What the task requires>
When you return the entries, keep every word and mark exactly as it is.

Given entries>
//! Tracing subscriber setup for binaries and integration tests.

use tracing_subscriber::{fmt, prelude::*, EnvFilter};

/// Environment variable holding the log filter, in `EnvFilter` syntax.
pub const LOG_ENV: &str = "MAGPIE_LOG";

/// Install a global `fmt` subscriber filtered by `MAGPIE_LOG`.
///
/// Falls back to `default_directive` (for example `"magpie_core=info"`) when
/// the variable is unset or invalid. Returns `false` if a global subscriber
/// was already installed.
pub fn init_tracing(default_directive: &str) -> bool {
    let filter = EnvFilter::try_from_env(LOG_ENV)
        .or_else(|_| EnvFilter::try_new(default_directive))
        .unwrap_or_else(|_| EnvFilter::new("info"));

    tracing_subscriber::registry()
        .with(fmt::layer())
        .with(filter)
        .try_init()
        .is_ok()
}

Written response>
//! Tracing subscriber setup for binaries and integration tests.

use tracing_subscriber::{fmt, prelude::*, EnvFilter};

/// Environment variable holding the log filter, in `EnvFilter` syntax.
pub const LOG_ENV: &str = "MAGPIE_LOG";

/// Install a global `fmt` subscriber filtered by `MAGPIE_LOG`.
///
/// Falls back to `default_directive` (for example `"magpie_core=info"`) when
/// the variable is unset or invalid. Returns `false` if a global subscriber
/// was already installed.
pub fn init_tracing(default_directive: &str) -> bool {
    let filter = EnvFilter::try_from_env(LOG_ENV)
        .or_else(|_| EnvFilter::try_new(default_directive))
        .unwrap_or_else(|_| EnvFilter::new("info"));

    tracing_subscriber::registry()
        .with(fmt::layer())
        .with(filter)
        .try_init()
        .is_ok()
}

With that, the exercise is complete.